Diaz admittedly went out on a limb:

I can't help it. Something visceral tells me Tiger Woods has had something to do with the ascension of Barack Obama. Maybe a lot.

Despite some cultural experts urging him not to, Jaime  forged ahead with his premise and drew fiery responses, including one from Floridian George Elgart, who called the column "racist".  An excerpt:

Tiger, love him or detest him, is the finest example of a golfer I have had the pleasure to observe in my 50 summers.  News flash to Mr. Diaz: This kid really is special.  Compare him to Einstein, to Jonas Salk, to Michael Jordan, to Babe Ruth, to Michaelangelo, to Disraeli or Pele, fine, but please spare us the comparison to a political newcomer, untested by time or circumstance.  I would ask Diaz for his favorite Obama accomplishment, but evidently he has already included it in his piece: his race.  Tiger is not great because or in spite of his ethnic heritage, Tiger is the greatest golfer of his (or perhaps any) age because of his remarkable ability to play golf.

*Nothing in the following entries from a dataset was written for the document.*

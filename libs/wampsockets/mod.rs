//! # WampSockets
//!
//! A reconnecting WebSocket transport for long-lived broker sessions.
//!
//! ## Features
//!
//! - **Pluggable openers**: the [`TransportOpener`] trait performs one
//!   connection attempt; [`WsOpener`] is the tungstenite implementation
//! - **Reconnection as a decorator**: [`ReconnectingTransport`] owns the
//!   backoff state and retry timer and delegates every attempt to an opener
//! - **Protocol agnostic**: each established [`Connection`] is handed to a
//!   [`ConnectionHandler`], which runs whatever protocol sits on top
//! - **Keepalive**: optional ping/pong supervision of idle sockets

pub mod traits;
pub mod core;

// Re-export all traits
pub use traits::*;

// Re-export core functionality
pub use self::core::{
    client, config, connection_state, keepalive, websocket,
    client::{Metrics, ReconnectingTransport, TransportHandle},
    config::{KeepaliveConfig, TransportConfig},
    connection_state::{AtomicConnectionState, AtomicMetrics, ConnectionState},
    websocket::WsOpener,
};

/// Type alias for Result with TransportError
pub type Result<T> = std::result::Result<T, traits::TransportError>;
//! Common test utilities for WampSockets integration tests
//!
//! A local echo server, a scripted opener and a recording handler.

#![allow(dead_code)]

use async_trait::async_trait;
use parking_lot::Mutex;
use std::collections::VecDeque;
use std::net::SocketAddr;
use std::sync::atomic::{AtomicUsize, Ordering};
use std::sync::Arc;
use tokio::net::TcpListener;
use tokio::sync::{mpsc, Notify};
use wampsockets::{
    Connection, ConnectionHandler, TransportError, TransportHandle, TransportOpener, WsMessage,
};

/// Macro for verbose test output (controlled by TEST_VERBOSE env var)
#[macro_export]
macro_rules! verbose_println {
    ($($arg:tt)*) => {
        if std::env::var("TEST_VERBOSE").is_ok() {
            println!($($arg)*);
        }
    };
}

/// A simple mock WebSocket server that echoes text and binary frames
pub struct MockWsServer {
    pub addr: SocketAddr,
    shutdown: Arc<Notify>,
    connections: Arc<AtomicUsize>,
}

impl MockWsServer {
    /// Create and start a new mock WebSocket server
    pub async fn start() -> Self {
        Self::start_with(false).await
    }

    /// Start a server that completes the handshake, then never reads
    ///
    /// Pings are left unanswered since tungstenite only replies while the
    /// stream is polled.
    pub async fn start_silent() -> Self {
        Self::start_with(true).await
    }

    async fn start_with(silent: bool) -> Self {
        let listener = TcpListener::bind("127.0.0.1:0").await.unwrap();
        let addr = listener.local_addr().unwrap();
        let shutdown = Arc::new(Notify::new());
        let shutdown_clone = shutdown.clone();
        let connections = Arc::new(AtomicUsize::new(0));
        let connections_clone = connections.clone();

        tokio::spawn(async move {
            loop {
                tokio::select! {
                    result = listener.accept() => {
                        match result {
                            Ok((stream, _)) => {
                                let shutdown = shutdown_clone.clone();
                                let connections = connections_clone.clone();
                                tokio::spawn(async move {
                                    if silent {
                                        Self::hold_connection(stream, shutdown, connections).await;
                                    } else {
                                        connections.fetch_add(1, Ordering::SeqCst);
                                        Self::handle_connection(stream, shutdown).await;
                                    }
                                });
                            }
                            Err(e) => {
                                eprintln!("Accept error: {}", e);
                                break;
                            }
                        }
                    }
                    _ = shutdown_clone.notified() => {
                        break;
                    }
                }
            }
        });

        Self {
            addr,
            shutdown,
            connections,
        }
    }

    async fn hold_connection(
        stream: tokio::net::TcpStream,
        shutdown: Arc<Notify>,
        connections: Arc<AtomicUsize>,
    ) {
        let ws_stream = match tokio_tungstenite::accept_async(stream).await {
            Ok(ws) => ws,
            Err(e) => {
                eprintln!("WebSocket handshake failed: {}", e);
                return;
            }
        };
        connections.fetch_add(1, Ordering::SeqCst);

        shutdown.notified().await;
        drop(ws_stream);
    }

    async fn handle_connection(stream: tokio::net::TcpStream, shutdown: Arc<Notify>) {
        use futures::{SinkExt, StreamExt};
        use tokio_tungstenite::accept_async;

        let ws_stream = match accept_async(stream).await {
            Ok(ws) => ws,
            Err(e) => {
                eprintln!("WebSocket handshake failed: {}", e);
                return;
            }
        };

        let (mut write, mut read) = ws_stream.split();

        loop {
            tokio::select! {
                msg = read.next() => {
                    match msg {
                        Some(Ok(msg)) => {
                            if msg.is_text() || msg.is_binary() {
                                if write.send(msg).await.is_err() {
                                    break;
                                }
                            } else if msg.is_close() {
                                break;
                            }
                        }
                        Some(Err(_)) | None => break,
                    }
                }
                _ = shutdown.notified() => {
                    break;
                }
            }
        }
    }

    /// Get the WebSocket URL for this server
    pub fn ws_url(&self) -> String {
        format!("ws://{}", self.addr)
    }

    /// Connections that completed the WebSocket handshake
    pub fn connections(&self) -> usize {
        self.connections.load(Ordering::SeqCst)
    }

    /// Shutdown the server
    pub fn shutdown(&self) {
        self.shutdown.notify_waiters();
    }
}

impl Drop for MockWsServer {
    fn drop(&mut self) {
        self.shutdown();
    }
}

/// Reserve a local port with nothing listening on it
pub async fn closed_port_url() -> String {
    let listener = TcpListener::bind("127.0.0.1:0").await.unwrap();
    let addr = listener.local_addr().unwrap();
    drop(listener);
    format!("ws://{}", addr)
}

/// Opener that replays a script of outcomes, one per attempt
///
/// `Ok` entries hand out the local end of an in-memory connection and pass
/// the remote end to the test. Once the script is exhausted every attempt
/// fails.
pub struct ScriptedOpener {
    script: Mutex<VecDeque<bool>>,
    attempts: AtomicUsize,
    remotes: mpsc::UnboundedSender<Connection>,
}

impl ScriptedOpener {
    pub fn new(script: &[bool]) -> (Self, mpsc::UnboundedReceiver<Connection>) {
        let (tx, rx) = mpsc::unbounded_channel();
        (
            Self {
                script: Mutex::new(script.iter().copied().collect()),
                attempts: AtomicUsize::new(0),
                remotes: tx,
            },
            rx,
        )
    }

    pub fn attempts(&self) -> usize {
        self.attempts.load(Ordering::SeqCst)
    }
}

#[async_trait]
impl TransportOpener for ScriptedOpener {
    async fn open(&self, url: &str) -> wampsockets::Result<Connection> {
        self.attempts.fetch_add(1, Ordering::SeqCst);
        let succeed = self.script.lock().pop_front().unwrap_or(false);
        if !succeed {
            return Err(TransportError::Connect(format!("refused: {}", url)));
        }
        let (local, remote) = Connection::memory_pair(url);
        let _ = self.remotes.send(remote);
        Ok(local)
    }
}

/// Opener whose attempts never complete
pub struct HangingOpener;

#[async_trait]
impl TransportOpener for HangingOpener {
    async fn open(&self, _url: &str) -> wampsockets::Result<Connection> {
        std::future::pending().await
    }
}

/// Handler that records every message and resets the backoff on connect
#[derive(Default)]
pub struct RecordingHandler {
    pub received: Mutex<Vec<WsMessage>>,
    /// Why each connection ended
    pub closed: Mutex<Vec<TransportError>>,
    pub sessions: AtomicUsize,
    pub reset_on_connect: bool,
}

impl RecordingHandler {
    pub fn resetting() -> Self {
        Self {
            reset_on_connect: true,
            ..Self::default()
        }
    }

    pub fn sessions(&self) -> usize {
        self.sessions.load(Ordering::SeqCst)
    }
}

#[async_trait]
impl ConnectionHandler for RecordingHandler {
    async fn on_connection(
        &self,
        mut connection: Connection,
        transport: TransportHandle,
    ) -> wampsockets::Result<()> {
        self.sessions.fetch_add(1, Ordering::SeqCst);
        if self.reset_on_connect {
            transport.reset_delay();
        }
        while let Some(message) = connection.recv().await {
            self.received.lock().push(message);
        }
        let reason = connection.close_reason();
        self.closed.lock().push(reason.clone());
        Err(reason)
    }
}
impl Session<'_> {
    async fn run(&mut self) -> Result<(), WampError> {
        self.handle.set_state(SessionState::Connecting);
        self.send(&self.hello())?;

        let session_id = match self.handshake().await? {
            Some(session_id) => session_id,
            // Left or disconnected before the join completed
            None => return Ok(()),
        };
        self.on_join(session_id);

        loop {
            let flow = tokio::select! {
                command = self.commands.recv() => match command {
                    Some(command) => self.on_command(command)?,
                    None => Flow::Continue,
                },
                message = self.connection.recv() => match message {
                    Some(message) => self.on_message(message)?,
                    None if self.leave_deadline.is_some() => Flow::Done,
                    None => return Err(self.connection.close_reason().into()),
                },
                _ = leave_timer(self.leave_deadline) => {
                    debug!("No GOODBYE from broker within {:?}, closing", LEAVE_GRACE);
                    Flow::Done
                }
            };

            if let Flow::Done = flow {
                return Ok(());
            }
        }
    }

    fn hello(&self) -> WampMessage {
        let mut details = Dict::new();
        details.insert(
            "roles".into(),
            json!({
                "caller": {},
                "callee": {},
                "publisher": {},
                "subscriber": {}
            }),
        );
        if self.config.secret.is_some() {
            details.insert("authmethods".into(), json!([auth::WAMPCRA]));
            details.insert("authid".into(), json!(self.config.id));
        }

        WampMessage::Hello {
            realm: self.config.realm.clone(),
            details,
        }
    }

    /// Wait for WELCOME, answering a CHALLENGE on the way
    ///
    /// Returns `None` when a leave or disconnect was requested first.
    async fn handshake(&mut self) -> Result<Option<u64>, WampError> {
        loop {
            let message = tokio::select! {
                command = self.commands.recv() => {
                    match command {
                        Some(SessionCommand::Leave) => {
                            self.send_abort(uri::SYSTEM_SHUTDOWN, "leaving before join")?;
                            return Ok(None);
                        }
                        Some(SessionCommand::Disconnect) => {
                            return Err(TransportError::ConnectionClosed(
                                "disconnect requested".into(),
                            )
                            .into());
                        }
                        None => continue,
                    }
                }
                message = self.connection.recv() => message,
            };

            let Some(message) = message else {
                return Err(self.connection.close_reason().into());
            };
            let Some(message) = decode(message) else {
                continue;
            };

            match message {
                WampMessage::Welcome { session, .. } => return Ok(Some(session)),
                WampMessage::Challenge { method, extra } => {
                    self.handle.set_state(SessionState::Challenging);
                    self.answer_challenge(&method, &extra)?;
                }
                WampMessage::Abort { reason, details } => {
                    let message = details
                        .get("message")
                        .and_then(Value::as_str)
                        .map(|message| format!("{} ({})", reason, message))
                        .unwrap_or(reason);
                    return Err(if self.handle.state() == SessionState::Challenging {
                        AuthenticationError::Rejected(message).into()
                    } else {
                        ProtocolError::Aborted(message).into()
                    });
                }
                other => return Err(ProtocolError::Unexpected(other.name()).into()),
            }
        }
    }

    fn answer_challenge(&self, method: &str, extra: &Dict) -> Result<(), WampError> {
        let secret = self.config.secret.as_deref();
        match auth::respond(method, extra, secret) {
            Ok(signature) => {
                debug!("Answering {} challenge", method);
                self.send(&WampMessage::Authenticate {
                    signature,
                    extra: Dict::new(),
                })?;
                Ok(())
            }
            Err(e) => {
                let _ = self.send_abort(uri::CANNOT_AUTHENTICATE, &e.to_string());
                Err(e.into())
            }
        }
    }

    fn send_abort(&self, reason: &str, message: &str) -> Result<(), WampError> {
        let mut details = Dict::new();
        details.insert("message".into(), json!(message));
        self.send(&WampMessage::Abort {
            details,
            reason: reason.to_string(),
        })
    }

    /// Joined: reset the backoff, issue registrations, run hooks
    fn on_join(&mut self, session_id: u64) {
        self.handle.mark_joined(session_id);
        self.transport.reset_delay();

        let plan = self.registry.bind(&self.config.id);

        for binding in plan.procedures {
            let request = self.handle.next_request_id();
            let message = WampMessage::Register {
                request,
                options: binding.options.to_details(),
                procedure: binding.procedure.clone(),
            };
            match self.send(&message) {
                Ok(()) => {
                    self.pending_registrations.insert(request, binding);
                }
                Err(e) => warn!(
                    "{}",
                    RegistrationError::SendFailed {
                        name: binding.procedure,
                        reason: e.to_string(),
                    }
                ),
            }
        }

        for binding in plan.topics {
            let request = self.handle.next_request_id();
            let message = WampMessage::Subscribe {
                request,
                options: Dict::new(),
                topic: binding.topic.clone(),
            };
            match self.send(&message) {
                Ok(()) => {
                    self.pending_subscriptions.insert(request, binding);
                }
                Err(e) => warn!(
                    "{}",
                    RegistrationError::SendFailed {
                        name: binding.topic,
                        reason: e.to_string(),
                    }
                ),
            }
        }

        for (index, hook) in self.registry.catalog().on_join_hooks().iter().enumerate() {
            if let Err(e) = hook(&self.handle) {
                warn!("On-join hook #{} failed: {:#}", index, e);
            }
        }

        info!(
            "WAMP session joined ({}) by: {}",
            chrono::Local::now().format("%a %b %e %H:%M:%S %Y"),
            self.config.id
        );
    }

    fn on_command(&mut self, command: SessionCommand) -> Result<Flow, WampError> {
        match command {
            SessionCommand::Leave => {
                if self.leave_deadline.is_none() {
                    debug!("Leaving realm {}", self.config.realm);
                    self.send(&WampMessage::Goodbye {
                        details: Dict::new(),
                        reason: uri::CLOSE_REALM.to_string(),
                    })?;
                    self.leave_deadline = Some(Instant::now() + LEAVE_GRACE);
                }
                Ok(Flow::Continue)
            }
            SessionCommand::Disconnect => {
                info!("Dropping WAMP connection on request");
                Err(TransportError::ConnectionClosed("disconnect requested".into()).into())
            }
        }
    }

    fn on_message(&mut self, message: WsMessage) -> Result<Flow, WampError> {
        let Some(message) = decode(message) else {
            return Ok(Flow::Continue);
        };

        match message {
            WampMessage::Registered {
                request,
                registration,
            } => match self.pending_registrations.remove(&request) {
                Some(binding) => {
                    debug!("Registered {} as {}", binding.procedure, registration);
                    self.handle.add_registration(
                        registration,
                        RegisteredProcedure {
                            procedure: binding.procedure,
                            target: binding.target,
                        },
                    );
                }
                None => debug!("REGISTERED for unknown request {}", request),
            },

            WampMessage::Subscribed {
                request,
                subscription,
            } => match self.pending_subscriptions.remove(&request) {
                Some(binding) => {
                    debug!("Subscribed to {} as {}", binding.topic, subscription);
                    self.handle.add_subscription(
                        subscription,
                        SubscribedTopic {
                            topic: binding.topic,
                            target: binding.target,
                        },
                    );
                }
                None => debug!("SUBSCRIBED for unknown request {}", request),
            },

            WampMessage::Error {
                request_type,
                request,
                error,
                ..
            } => self.on_error(request_type, request, error),

            WampMessage::Invocation {
                request,
                registration,
                payload,
                ..
            } => self.dispatch_invocation(request, registration, payload),

            WampMessage::Event {
                subscription,
                payload,
                ..
            } => match self.handle.publishable(subscription) {
                Some(target) => {
                    tokio::spawn(async move {
                        target.notify(payload).await;
                    });
                }
                None => debug!("EVENT for unknown subscription {}", subscription),
            },

            WampMessage::Published { .. } => {}

            WampMessage::Goodbye { reason, .. } => {
                if self.leave_deadline.is_none() {
                    info!("Broker closed the WAMP session: {}", reason);
                    self.send(&WampMessage::Goodbye {
                        details: Dict::new(),
                        reason: uri::GOODBYE_AND_OUT.to_string(),
                    })?;
                }
                return Ok(Flow::Done);
            }

            WampMessage::Abort { reason, .. } => {
                return Err(ProtocolError::Aborted(reason).into());
            }

            other => warn!("Ignoring unexpected {} message", other.name()),
        }

        Ok(Flow::Continue)
    }

    fn on_error(&mut self, request_type: u64, request: u64, error: String) {
        match request_type {
            code::REGISTER => {
                if let Some(binding) = self.pending_registrations.remove(&request) {
                    warn!(
                        "{}",
                        RegistrationError::Rejected {
                            name: binding.procedure,
                            error,
                        }
                    );
                }
            }
            code::SUBSCRIBE => {
                if let Some(binding) = self.pending_subscriptions.remove(&request) {
                    warn!(
                        "{}",
                        RegistrationError::Rejected {
                            name: binding.topic,
                            error,
                        }
                    );
                }
            }
            _ => warn!("Broker error for request {}: {}", request, error),
        }
    }

    /// Run the target in its own task and answer with YIELD or ERROR
    fn dispatch_invocation(&self, request: u64, registration: u64, payload: Payload) {
        let Some(target) = self.handle.callable(registration) else {
            warn!("INVOCATION for unknown registration {}", registration);
            let _ = self.send(&invocation_error(
                request,
                uri::NO_SUCH_REGISTRATION,
                format!("no registration {}", registration),
            ));
            return;
        };

        let sender = self.handle.sender();
        tokio::spawn(async move {
            let reply = match target.invoke(payload).await {
                Ok(result) => WampMessage::Yield {
                    request,
                    options: Dict::new(),
                    payload: result,
                },
                Err(e) => {
                    debug!("Invocation {} failed: {}", request, e);
                    invocation_error(request, &e.uri, e.message)
                }
            };
            if let Err(e) = sender.send(WsMessage::Text(reply.encode())) {
                debug!("Could not answer invocation {}: {}", request, e);
            }
        });
    }

    fn send(&self, message: &WampMessage) -> Result<(), WampError> {
        self.handle.send(message)?;
        Ok(())
    }
}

Len Raley of Elk Grove, California, also had a problem with Diaz's logic:

I was offended at the content of the Opinion column in the February 29th issue of Golf World for several reasons:   First and foremost, political and cultural opinion drivel of this kind has no place in a weekly golf publication. If I wish this kind of content, I can find it in a multitude of publications far better suited to the topics.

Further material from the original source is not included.